What you will do >> For the word "GpuDevice", count the lines below that contain it. Give the number alone.
*** Data records ***
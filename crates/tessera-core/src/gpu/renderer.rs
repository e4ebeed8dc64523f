use crate::gpu::{MeshBuffers, ParticleBuffer, RenderPipelines, RenderTarget};
use crate::mesh::GridMesh;
use crate::sim::ParticlePool;
use crate::{GpuDevice, RenderParams};

/// Draws the terrain grid with the particles on top into a [`RenderTarget`]
pub struct SceneRenderer {
    pipelines: RenderPipelines,
    // Bound through `params_bg`; colors are fixed for the renderer's lifetime
    _params_buffer: wgpu::Buffer,
    params_bg: wgpu::BindGroup,
    mesh: Option<MeshBuffers>,
    particles: ParticleBuffer,
    clear_color: wgpu::Color,
}

impl SceneRenderer {
    pub fn new(
        gpu: &GpuDevice,
        params: &RenderParams,
        particle_capacity: usize,
        clear_color: [f32; 3],
    ) -> Self {
        let pipelines = RenderPipelines::new(&gpu.device, RenderTarget::FORMAT);
        let params_buffer = gpu.create_render_params_buffer(params);
        let params_bg = gpu.device.create_bind_group(&wgpu::BindGroupDescriptor {
            label: Some("render_params_bg"),
            layout: &pipelines.params_bgl,
            entries: &[wgpu::BindGroupEntry {
                binding: 0,
                resource: params_buffer.as_entire_binding(),
            }],
        });
        let particles = ParticleBuffer::new(&gpu.device, particle_capacity);

        Self {
            pipelines,
            _params_buffer: params_buffer,
            params_bg,
            mesh: None,
            particles,
            clear_color: wgpu::Color {
                r: clear_color[0] as f64,
                g: clear_color[1] as f64,
                b: clear_color[2] as f64,
                a: 1.0,
            },
        }
    }

    /// Upload a new terrain mesh, releasing the previous buffers
    pub fn set_mesh(&mut self, gpu: &GpuDevice, mesh: &GridMesh) {
        if self.mesh.as_ref().map(MeshBuffers::resolution) == Some(mesh.resolution) {
            return;
        }
        self.mesh = Some(MeshBuffers::new(gpu, mesh));
    }

    pub fn mesh(&self) -> Option<&MeshBuffers> {
        self.mesh.as_ref()
    }

    pub fn upload_particles(&mut self, gpu: &GpuDevice, pool: &ParticlePool) {
        self.particles.upload(&gpu.queue, pool);
    }

    /// Record and submit one frame
    pub fn render(&self, gpu: &GpuDevice, target: &RenderTarget) {
        let mut encoder = gpu
            .device
            .create_command_encoder(&wgpu::CommandEncoderDescriptor {
                label: Some("scene_frame"),
            });

        {
            let mut pass = encoder.begin_render_pass(&wgpu::RenderPassDescriptor {
                label: Some("scene_pass"),
                color_attachments: &[Some(wgpu::RenderPassColorAttachment {
                    view: &target.view,
                    resolve_target: None,
                    ops: wgpu::Operations {
                        load: wgpu::LoadOp::Clear(self.clear_color),
                        store: wgpu::StoreOp::Store,
                    },
                })],
                depth_stencil_attachment: None,
                occlusion_query_set: None,
                timestamp_writes: None,
            });
            pass.set_bind_group(0, &self.params_bg, &[]);

            match &self.mesh {
                Some(mesh) => {
                    pass.set_pipeline(&self.pipelines.terrain_pipeline);
                    mesh.draw(&mut pass);
                }
                None => log::debug!("no terrain mesh uploaded yet, skipping terrain draw"),
            }

            pass.set_pipeline(&self.pipelines.particle_pipeline);
            self.particles.draw(&mut pass);
        } // pass is dropped here

        gpu.submit(encoder.finish());
    }
}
*** End of Data records ***
Response to the task >> 5